On 12/2/12 3:48 PM, in article
Ur-dnU8e6NIoRybN...@bresnan.com,
"GreyCloud" <
cum...@mist.com> wrote:
> On 12/02/12 13:01, Nobody wrote:
>> On 11/27/2012 3:24 PM, Justin wrote:
>>> You don't see this on OSX! As usual, most software for Windows is
>>> pretty much useless. The only way companies can get users to install
>>> it, is by tricking them.
>>> A good example is cutepdf and the piece of shit
ask.com toolbar.
>>>
>>> Why is
ask.com even still around?
>>> Is Jeeves in a union?
>>> Do they get a nickel for every popup they generate on user's machines?
>>> Of course somebody on here seems to believe I was faking the
>>> screenshots. I must have faked this video too.

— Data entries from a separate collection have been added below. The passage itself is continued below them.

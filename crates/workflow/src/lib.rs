//! Controllers for the spreadsheet ingestion pipeline.
//!
//! - [`ChartFeed`]: fetch + normalize + publish into the reactive chart state.
//! - [`CatalogController`]: the file list and per-file lifecycle.
//! - [`IngestionWorkflow`]: selection, upload, preview, insert and delete.
//! - [`render`]: feeds chart updates into a renderer.

pub mod catalog;
pub mod chart;
pub mod config;
pub mod confirm;
pub mod error;
pub mod ingest;
pub mod progress;
pub mod render;

pub use catalog::{CatalogController, CatalogPhase};
pub use chart::ChartFeed;
pub use config::WorkflowConfig;
pub use confirm::{AssumeNo, AssumeYes, Confirm};
pub use error::WorkflowError;
pub use ingest::{IngestionWorkflow, PreviewOutcome, WorkflowSnapshot};
pub use render::{ChartRenderer, RenderError};
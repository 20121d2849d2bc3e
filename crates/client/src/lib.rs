//! Transport client for the spreadsheet file backend.
//!
//! Provides the [`FileTransport`] trait, its reqwest-based
//! [`HttpTransport`] implementation, lenient response-envelope helpers,
//! and the client configuration.

pub mod api;
pub mod config;
pub mod envelope;
pub mod transport;
pub mod upload;

pub use api::HttpTransport;
pub use config::{ClientConfig, ConfigError};
pub use transport::{
    FileTransport, InsertReceipt, TransportError, UploadEvent, UploadReceipt, UploadStream,
};
//! User-facing notices.
//!
//! Every workflow outcome the user should see (validation rejections,
//! transport failures, completions) is expressed as a [`Notice`]. The
//! presentation layer decides how to show it.

use serde::Serialize;

#[derive(Debug, Clone, Copy, PartialEq, Eq, Serialize)]
#[serde(rename_all = "snake_case")]
pub enum NoticeLevel {
    Info,
    Success,
    Warning,
    Error,
}

#[derive(Debug, Clone, PartialEq, Eq, Serialize)]
pub struct Notice {
    pub level: NoticeLevel,
    pub text: String,
}

impl Notice {
    pub fn new(level: NoticeLevel, text: impl Into<String>) -> Self {
        Self {
            level,
            text: text.into(),
        }
    }

    pub fn info(text: impl Into<String>) -> Self {
        Self::new(NoticeLevel::Info, text)
    }

    pub fn success(text: impl Into<String>) -> Self {
        Self::new(NoticeLevel::Success, text)
    }

    pub fn warning(text: impl Into<String>) -> Self {
        Self::new(NoticeLevel::Warning, text)
    }

    pub fn error(text: impl Into<String>) -> Self {
        Self::new(NoticeLevel::Error, text)
    }

    /// One consolidated warning naming every empty sheet.
    pub fn empty_sheets(names: &[String]) -> Self {
        Self::warning(format!(
            "The following sheets are empty:\n{}",
            names.join(", ")
        ))
    }
}

impl std::fmt::Display for Notice {
    fn fmt(&self, f: &mut std::fmt::Formatter<'_>) -> std::fmt::Result {
        f.write_str(&self.text)
    }
}

pub const MSG_INVALID_FILE_TYPE: &str = "Only .xls or .xlsx files are allowed";
pub const MSG_NO_SELECTION: &str = "Select a file first";
pub const MSG_UPLOAD_OK: &str = "File uploaded successfully";
pub const MSG_UPLOAD_FAILED: &str = "Error uploading file";
pub const MSG_LOAD_FAILED: &str = "Error loading files";
pub const MSG_PREVIEW_FAILED: &str = "Error fetching preview";
pub const MSG_INSERT_OK: &str = "Data inserted successfully";
pub const MSG_INSERT_FAILED: &str = "Error inserting data";
pub const MSG_DELETE_PROMPT: &str = "Do you want to delete this file?";
pub const MSG_DELETE_CANCELLED: &str = "Deletion cancelled";
pub const MSG_DELETE_FAILED: &str = "Error deleting file";
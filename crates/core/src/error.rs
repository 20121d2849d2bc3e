#[derive(Debug, thiserror::Error, PartialEq, Eq)]
pub enum CoreError {
    #[error("Unsupported file type: {0} (only .xls or .xlsx files are allowed)")]
    UnsupportedFileType(String),

    #[error("No file selected")]
    NoSelection,

    #[error("Not confirmed: {0}")]
    NotConfirmed(String),
}
//! Plain-text rendering of catalog, preview, notices and the chart.

use std::io::{self, Write};

use sheetflow_core::chart::BarChart;
use sheetflow_core::files::CatalogEntry;
use sheetflow_core::notice::{Notice, NoticeLevel};
use sheetflow_core::preview::SheetPreview;
use sheetflow_workflow::{ChartRenderer, RenderError};

/// Widest bar drawn, in characters.
const BAR_WIDTH: usize = 40;

/// Preview rows shown per sheet.
const PREVIEW_ROWS: usize = 5;

pub fn format_notice(notice: &Notice) -> String {
    let tag = match notice.level {
        NoticeLevel::Info => "info",
        NoticeLevel::Success => "ok",
        NoticeLevel::Warning => "warning",
        NoticeLevel::Error => "error",
    };
    format!("[{tag}] {}", notice.text)
}

pub fn print_catalog<W: Write>(out: &mut W, entries: &[CatalogEntry]) -> io::Result<()> {
    if entries.is_empty() {
        return writeln!(out, "No files uploaded.");
    }

    writeln!(
        out,
        "{:>6}  {:<32} {:>10}  {:<6} {:<20} STATUS",
        "ID", "FILENAME", "SIZE", "TYPE", "UPLOADED"
    )?;
    for entry in entries {
        let record = &entry.record;
        let size = record
            .filesize
            .map(|s| s.to_string())
            .unwrap_or_else(|| "-".into());
        let kind = record.filetype.as_deref().unwrap_or("-");
        let uploaded = record
            .upload_date
            .map(|d| d.format("%Y-%m-%d %H:%M:%S").to_string())
            .unwrap_or_else(|| "-".into());
        writeln!(
            out,
            "{:>6}  {:<32} {:>10}  {:<6} {:<20} {}",
            record.id, record.filename, size, kind, uploaded, entry.status
        )?;
    }
    Ok(())
}

pub fn print_preview<W: Write>(out: &mut W, sheets: &[SheetPreview]) -> io::Result<()> {
    for sheet in sheets {
        writeln!(out, "== {} ({} rows)", sheet.name, sheet.rows.len())?;
        if let Some(message) = &sheet.message {
            writeln!(out, "   {message}")?;
        }
        if sheet.is_empty() {
            writeln!(out, "   (empty)")?;
            continue;
        }

        let columns = sheet.columns();
        writeln!(out, "   {}", columns.join(" | "))?;
        for row in sheet.rows.iter().take(PREVIEW_ROWS) {
            let cells: Vec<String> = columns
                .iter()
                .map(|col| row.get(*col).map(|v| v.to_string()).unwrap_or_default())
                .collect();
            writeln!(out, "   {}", cells.join(" | "))?;
        }
        if sheet.rows.len() > PREVIEW_ROWS {
            writeln!(out, "   ... {} more", sheet.rows.len() - PREVIEW_ROWS)?;
        }
    }
    Ok(())
}

/// Bar length for `value` on a scale where `max` fills [`BAR_WIDTH`].
///
/// Negative values draw nothing. Computed in `u128` so values near
/// `i64::MAX` cannot overflow.
fn bar_len(value: i64, max: i64) -> usize {
    let value = value.max(0) as u128;
    let max = max.max(1) as u128;
    (value * BAR_WIDTH as u128 / max).min(BAR_WIDTH as u128) as usize
}

/// Horizontal bar chart drawn with `#` characters.
pub struct TextBarChart<W> {
    out: W,
}

impl<W: Write + Send> TextBarChart<W> {
    pub fn new(out: W) -> Self {
        Self { out }
    }

    #[cfg(test)]
    fn into_inner(self) -> W {
        self.out
    }
}

impl<W: Write + Send> ChartRenderer for TextBarChart<W> {
    fn render(&mut self, chart: &BarChart) -> Result<(), RenderError> {
        let max = chart.max_value().max(1);
        let label_width = chart.labels.iter().map(|l| l.chars().count()).max().unwrap_or(0);

        writeln!(self.out, "{} ({})", chart.title, chart.dataset_label)?;
        for (label, value) in chart.labels.iter().zip(&chart.values) {
            let bar = "#".repeat(bar_len(*value, max));
            writeln!(self.out, "{label:<label_width$} | {bar} {value}")?;
        }
        Ok(())
    }

    fn clear(&mut self) -> Result<(), RenderError> {
        writeln!(self.out, "No chart data.")?;
        Ok(())
    }
}

#[cfg(test)]
mod tests {
    use super::*;
    use serde_json::json;
    use sheetflow_core::chart::{normalize, ChartPoint, ChartSeries};
    use sheetflow_core::files::{FileRecord, FileStatus};
    use sheetflow_workflow::render::apply_series;

    fn render(points: Vec<ChartPoint>) -> String {
        let mut chart = TextBarChart::new(Vec::new());
        apply_series(&mut chart, &ChartSeries::new(points));
        String::from_utf8(chart.into_inner()).unwrap()
    }

    #[test]
    fn bars_scale_to_largest_value() {
        let text = render(vec![ChartPoint::new("Pan", 10), ChartPoint::new("Leche", 5)]);
        let lines: Vec<&str> = text.lines().collect();

        assert_eq!(lines.len(), 3);
        assert!(lines[1].starts_with("Pan   | "));
        assert_eq!(lines[1].matches('#').count(), BAR_WIDTH);
        assert_eq!(lines[2].matches('#').count(), BAR_WIDTH / 2);
        assert!(lines[2].ends_with(" 5"));
    }

    #[test]
    fn huge_values_scale_without_overflow() {
        let text = render(vec![
            ChartPoint::new("A", i64::MAX),
            ChartPoint::new("B", i64::MAX / 2),
        ]);
        let lines: Vec<&str> = text.lines().collect();

        assert_eq!(lines[1].matches('#').count(), BAR_WIDTH);
        assert_eq!(lines[2].matches('#').count(), BAR_WIDTH / 2 - 1);
    }

    #[test]
    fn saturated_backend_value_draws_full_bar() {
        let series = normalize(&[json!({"producto": "A", "total": "1e18"})]);
        let mut chart = TextBarChart::new(Vec::new());

        assert!(apply_series(&mut chart, &series));
        let text = String::from_utf8(chart.into_inner()).unwrap();
        assert_eq!(text.lines().nth(1).unwrap().matches('#').count(), BAR_WIDTH);
    }

    #[test]
    fn negative_values_draw_no_bar() {
        assert_eq!(bar_len(-5, 10), 0);
        assert_eq!(bar_len(10, 10), BAR_WIDTH);
    }

    #[test]
    fn all_zero_series_prints_no_data() {
        let text = render(vec![ChartPoint::new("Pan", 0)]);
        assert_eq!(text, "No chart data.\n");
    }

    #[test]
    fn catalog_shows_missing_metadata_as_dash() {
        let entries = vec![CatalogEntry {
            record: FileRecord::new(3, "ventas.xlsx"),
            status: FileStatus::Inserted,
        }];
        let mut out = Vec::new();
        print_catalog(&mut out, &entries).unwrap();
        let text = String::from_utf8(out).unwrap();

        assert!(text.contains("ventas.xlsx"));
        assert!(text.contains(" - "));
        assert!(text.trim_end().ends_with(&FileStatus::Inserted.to_string()));
    }

    #[test]
    fn empty_sheet_is_marked() {
        let mut out = Vec::new();
        print_preview(&mut out, &[SheetPreview::new("Hoja1", Vec::new())]).unwrap();
        let text = String::from_utf8(out).unwrap();

        assert!(text.contains("== Hoja1 (0 rows)"));
        assert!(text.contains("(empty)"));
    }

    #[test]
    fn notices_carry_level_tag() {
        assert_eq!(format_notice(&Notice::error("boom")), "[error] boom");
        assert_eq!(format_notice(&Notice::success("done")), "[ok] done");
    }
}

>>> Here's a challenge, find a similar attempt to trick a user into
>>> installing something on OSX.
>>> Of course, one doesn't need cutepdf or anything like that on the mac
>>> since it has PDF generation built in.
>>>
>>>
http://tinypic.com/r/19vxow/6
>>
>> I downloaded Ghostscript and CutePDF for Windows. Avoiding the Ask.com
>> toolbar and browser software changes was easy. All I had to do was
>> remove three checks in the installation option screen.
>>
>> Now I can create a PDF file from any of my Windows applications.
>>
>> I like that a lot better than paying Apple $1200 for $400 worth of
>> hardware just to get print to PDF in OSX.
>
> I believe you get more than that for your money.
Of course. And he knows that - he is just trolling.

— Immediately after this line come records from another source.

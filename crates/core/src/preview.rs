//! Per-sheet preview of a parsed spreadsheet.

use serde::{Deserialize, Serialize};

use crate::types::PreviewRow;

/// Preview of one worksheet.
///
/// The wire names follow the backend payload (`nombre`, `mensaje`,
/// `datos`). A sheet without `datos` is treated as empty.
#[derive(Debug, Clone, PartialEq, Serialize, Deserialize)]
pub struct SheetPreview {
    #[serde(rename = "nombre")]
    pub name: String,
    /// Backend validation note for the sheet, if any.
    #[serde(rename = "mensaje", default, skip_serializing_if = "Option::is_none")]
    pub message: Option<String>,
    #[serde(rename = "datos", default)]
    pub rows: Vec<PreviewRow>,
}

impl SheetPreview {
    pub fn new(name: impl Into<String>, rows: Vec<PreviewRow>) -> Self {
        Self {
            name: name.into(),
            message: None,
            rows,
        }
    }

    /// A sheet with zero parsed rows.
    pub fn is_empty(&self) -> bool {
        self.rows.is_empty()
    }

    /// Column names in first-row order.
    pub fn columns(&self) -> Vec<&str> {
        self.rows
            .first()
            .map(|row| row.keys().map(String::as_str).collect())
            .unwrap_or_default()
    }
}

/// Names of every empty sheet, in preview order.
pub fn empty_sheet_names(sheets: &[SheetPreview]) -> Vec<String> {
    sheets
        .iter()
        .filter(|sheet| sheet.is_empty())
        .map(|sheet| sheet.name.clone())
        .collect()
}

#[cfg(test)]
mod tests {
    use super::*;
    use serde_json::json;

    fn sheets() -> Vec<SheetPreview> {
        serde_json::from_value(json!([
            {"nombre": "Sheet1", "datos": []},
            {"nombre": "Sheet2", "mensaje": "Hoja válida", "datos": [{"a": 1}]},
            {"nombre": "Sheet3"}
        ]))
        .unwrap()
    }

    #[test]
    fn parses_wire_names() {
        let sheets = sheets();
        assert_eq!(sheets[1].name, "Sheet2");
        assert_eq!(sheets[1].message.as_deref(), Some("Hoja válida"));
        assert_eq!(sheets[1].rows[0]["a"], 1);
    }

    #[test]
    fn missing_rows_means_empty() {
        assert!(sheets()[2].is_empty());
    }

    #[test]
    fn collects_empty_sheet_names_in_order() {
        assert_eq!(empty_sheet_names(&sheets()), vec!["Sheet1", "Sheet3"]);
    }

    #[test]
    fn columns_follow_first_row() {
        let sheet: SheetPreview = serde_json::from_value(json!({
            "nombre": "S",
            "datos": [{"producto": "A", "cantidad": 2}]
        }))
        .unwrap();
        assert_eq!(sheet.columns().len(), 2);
        assert!(SheetPreview::new("E", Vec::new()).columns().is_empty());
    }
}
//! Chart feed: backend fetch, normalization and publication.

use std::sync::Arc;

use sheetflow_client::FileTransport;
use sheetflow_core::chart::{normalize, ChartSeries};
use sheetflow_core::generation::RequestGeneration;
use sheetflow_events::{ChartState, ChartSubscription};

/// Producer side of the reactive chart state.
///
/// Owns the only write path into [`ChartState`]: either an explicit
/// [`set_chart_data`](Self::set_chart_data) or a
/// [`fetch_chart_data`](Self::fetch_chart_data) refresh.
pub struct ChartFeed {
    transport: Arc<dyn FileTransport>,
    state: Arc<ChartState>,
    generation: RequestGeneration,
}

impl ChartFeed {
    pub fn new(transport: Arc<dyn FileTransport>) -> Self {
        Self::with_state(transport, Arc::new(ChartState::new()))
    }

    pub fn with_state(transport: Arc<dyn FileTransport>, state: Arc<ChartState>) -> Self {
        Self {
            transport,
            state,
            generation: RequestGeneration::new(),
        }
    }

    /// Subscribe to the series; the current value is replayed first.
    pub fn subscribe(&self) -> ChartSubscription {
        self.state.subscribe()
    }

    pub fn state(&self) -> &Arc<ChartState> {
        &self.state
    }

    pub fn current(&self) -> Arc<ChartSeries> {
        self.state.current()
    }

    /// Replace the series and notify subscribers.
    pub fn set_chart_data(&self, series: ChartSeries) -> Arc<ChartSeries> {
        self.state.set_chart_data(series)
    }

    /// Fetch, normalize and publish the chart series.
    ///
    /// Transport failures are logged and swallowed: the held series is
    /// left unchanged and `None` is returned. A response that arrives
    /// after a newer fetch was started is dropped the same way.
    pub async fn fetch_chart_data(&self) -> Option<Arc<ChartSeries>> {
        let ticket = self.generation.begin();

        let raw = match self.transport.get_chart_data().await {
            Ok(raw) => raw,
            Err(e) => {
                tracing::error!(error = %e, "Failed to fetch chart data");
                return None;
            }
        };

        if !self.generation.is_current(ticket) {
            tracing::debug!("Discarding stale chart response");
            return None;
        }

        let series = normalize(&raw);
        tracing::debug!(
            records = raw.len(),
            has_data = series.has_data(),
            "Chart data normalized"
        );
        Some(self.set_chart_data(series))
    }
}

> If I had to shell out money to get a similar development environment on
> windows that Apple provides I would have to pay somewhere around $3000.
> If you aren't into that, then windows or linux (depending on your needs)

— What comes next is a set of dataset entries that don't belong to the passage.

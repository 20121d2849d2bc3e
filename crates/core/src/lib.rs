//! Domain types and pure logic for the spreadsheet ingestion pipeline.

pub mod chart;
pub mod error;
pub mod files;
pub mod generation;
pub mod notice;
pub mod preview;
pub mod selection;
pub mod types;

pub use error::CoreError;
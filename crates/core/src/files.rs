//! File catalog records and their derived lifecycle status.

use serde::{Deserialize, Deserializer, Serialize};

use crate::types::{FileId, Timestamp};

/// One uploaded spreadsheet as reported by the backend.
///
/// Records are value objects: the catalog replaces the whole list on
/// every refresh instead of patching entries in place.
#[derive(Debug, Clone, PartialEq, Serialize, Deserialize)]
pub struct FileRecord {
    pub id: FileId,
    pub filename: String,
    /// Size in bytes, when the backend reports it.
    #[serde(default)]
    pub filesize: Option<u64>,
    /// MIME type recorded at upload time.
    #[serde(default)]
    pub filetype: Option<String>,
    #[serde(default, deserialize_with = "lenient_timestamp")]
    pub upload_date: Option<Timestamp>,
}

impl FileRecord {
    pub fn new(id: FileId, filename: impl Into<String>) -> Self {
        Self {
            id,
            filename: filename.into(),
            filesize: None,
            filetype: None,
            upload_date: None,
        }
    }
}

/// Accept RFC 3339 timestamps and naive ISO-8601 timestamps (assumed UTC).
///
/// Anything else becomes `None` so one odd date never drops the record.
fn lenient_timestamp<'de, D>(deserializer: D) -> Result<Option<Timestamp>, D::Error>
where
    D: Deserializer<'de>,
{
    let raw = Option::<serde_json::Value>::deserialize(deserializer)?;
    let Some(serde_json::Value::String(text)) = raw else {
        return Ok(None);
    };

    if let Ok(parsed) = chrono::DateTime::parse_from_rfc3339(&text) {
        return Ok(Some(parsed.with_timezone(&chrono::Utc)));
    }

    Ok(
        chrono::NaiveDateTime::parse_from_str(&text, "%Y-%m-%dT%H:%M:%S%.f")
            .ok()
            .map(|naive| naive.and_utc()),
    )
}

/// Lifecycle of a file as seen from the client.
///
/// The status is never stored by the backend. It is recomputed from the
/// operations that have completed for the file, and it only moves forward:
/// previewing an already inserted file leaves it `Inserted`.
#[derive(Debug, Clone, Copy, PartialEq, Eq, PartialOrd, Ord, Hash, Serialize)]
#[serde(rename_all = "snake_case")]
pub enum FileStatus {
    Selected,
    Uploading,
    Uploaded,
    Previewed,
    Inserted,
    Deleted,
}

impl FileStatus {
    /// Apply a completed milestone, keeping whichever status is further along.
    ///
    /// `Deleted` is terminal.
    pub fn advance(self, milestone: FileStatus) -> FileStatus {
        if self == Self::Deleted {
            return self;
        }
        self.max(milestone)
    }

    /// Stable string representation matching serde's `rename_all = "snake_case"`.
    pub fn as_str(&self) -> &'static str {
        match self {
            Self::Selected => "selected",
            Self::Uploading => "uploading",
            Self::Uploaded => "uploaded",
            Self::Previewed => "previewed",
            Self::Inserted => "inserted",
            Self::Deleted => "deleted",
        }
    }
}

impl std::fmt::Display for FileStatus {
    fn fmt(&self, f: &mut std::fmt::Formatter<'_>) -> std::fmt::Result {
        f.write_str(self.as_str())
    }
}

/// A catalog row: the backend record plus its derived status.
#[derive(Debug, Clone, PartialEq, Serialize)]
pub struct CatalogEntry {
    pub record: FileRecord,
    pub status: FileStatus,
}

#[cfg(test)]
mod tests {
    use super::*;
    use serde_json::json;

    #[test]
    fn status_only_moves_forward() {
        let status = FileStatus::Uploaded
            .advance(FileStatus::Inserted)
            .advance(FileStatus::Previewed);
        assert_eq!(status, FileStatus::Inserted);
    }

    #[test]
    fn deleted_is_terminal() {
        assert_eq!(
            FileStatus::Deleted.advance(FileStatus::Previewed),
            FileStatus::Deleted
        );
        assert_eq!(
            FileStatus::Previewed.advance(FileStatus::Deleted),
            FileStatus::Deleted
        );
    }

    #[test]
    fn record_parses_backend_shape() {
        let record: FileRecord = serde_json::from_value(json!({
            "id": 3,
            "filename": "ventas.xlsx",
            "filepath": "/app/uploads/ventas.xlsx",
            "filesize": 2048,
            "filetype": "application/vnd.ms-excel",
            "upload_date": "2024-05-01T10:00:00.123456+00:00"
        }))
        .unwrap();

        assert_eq!(record.id, 3);
        assert_eq!(record.filename, "ventas.xlsx");
        assert_eq!(record.filesize, Some(2048));
        assert!(record.upload_date.is_some());
    }

    #[test]
    fn naive_timestamp_is_read_as_utc() {
        let record: FileRecord = serde_json::from_value(json!({
            "id": 1,
            "filename": "a.xls",
            "upload_date": "2024-05-01T10:00:00"
        }))
        .unwrap();
        let date = record.upload_date.unwrap();
        assert_eq!(date.to_rfc3339(), "2024-05-01T10:00:00+00:00");
    }

    #[test]
    fn unparseable_timestamp_degrades_to_none() {
        let record: FileRecord = serde_json::from_value(json!({
            "id": 1,
            "filename": "a.xls",
            "upload_date": "yesterday"
        }))
        .unwrap();
        assert!(record.upload_date.is_none());
    }

    #[test]
    fn minimal_record_has_no_metadata() {
        let record: FileRecord =
            serde_json::from_value(json!({"id": 9, "filename": "b.xlsx"})).unwrap();
        assert_eq!(record, FileRecord::new(9, "b.xlsx"));
    }
}
use std::time::Duration;

use sheetflow_client::config::env_or;
use sheetflow_client::ConfigError;
use validator::Validate;

/// Tunables for the workflow controller.
#[derive(Debug, Clone, Validate)]
pub struct WorkflowConfig {
    /// Percentage added per synthetic progress tick (default: `5`).
    #[validate(range(min = 1, max = 99))]
    pub insert_progress_step: u8,
    /// Time between synthetic progress ticks in milliseconds (default: `100`).
    #[validate(range(min = 1))]
    pub insert_progress_interval_ms: u64,
    /// Synthetic progress never passes this value (default: `95`).
    #[validate(range(min = 1, max = 99))]
    pub insert_progress_cap: u8,
}

impl Default for WorkflowConfig {
    fn default() -> Self {
        Self {
            insert_progress_step: 5,
            insert_progress_interval_ms: 100,
            insert_progress_cap: 95,
        }
    }
}

impl WorkflowConfig {
    /// Load configuration from environment variables with defaults.
    ///
    /// | Env Var                                  | Default |
    /// |------------------------------------------|---------|
    /// | `SHEETFLOW_INSERT_PROGRESS_STEP`         | `5`     |
    /// | `SHEETFLOW_INSERT_PROGRESS_INTERVAL_MS`  | `100`   |
    /// | `SHEETFLOW_INSERT_PROGRESS_CAP`          | `95`    |
    pub fn from_env() -> Result<Self, ConfigError> {
        let defaults = Self::default();
        let config = Self {
            insert_progress_step: env_or(
                "SHEETFLOW_INSERT_PROGRESS_STEP",
                defaults.insert_progress_step,
            )?,
            insert_progress_interval_ms: env_or(
                "SHEETFLOW_INSERT_PROGRESS_INTERVAL_MS",
                defaults.insert_progress_interval_ms,
            )?,
            insert_progress_cap: env_or(
                "SHEETFLOW_INSERT_PROGRESS_CAP",
                defaults.insert_progress_cap,
            )?,
        };
        config.validate()?;
        Ok(config)
    }

    pub fn insert_progress_interval(&self) -> Duration {
        Duration::from_millis(self.insert_progress_interval_ms)
    }
}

> would be a better way to go.
> For my needs, all I need to have done with pdf files is to read them.
I also make them. One of the things I really like about OS X is how it keeps
links in the PDFs it makes. I was going to say this is the same on Ubuntu,
though it was not on older versions of OS X - but just tested Ubuntu and it
does not save the links. OS X is just far, far better here... saves links,
has a menu where you can select where you want to save it to (I have some
common places - desktop, downloads, a web receipts folder, a menu folder,
etc.) and it allows you to "pipe" it to other programs or fax it. OS X does
this for any program which uses the standard print dialog (pretty much all
programs).
No other OS does this as well - as far as I know anyway. If others can show
one I would like to see it.
--
"But I have never, ever even run a Linux server and I don't even want
to; it's not what I'm interested in. I'm more of a desktop guy."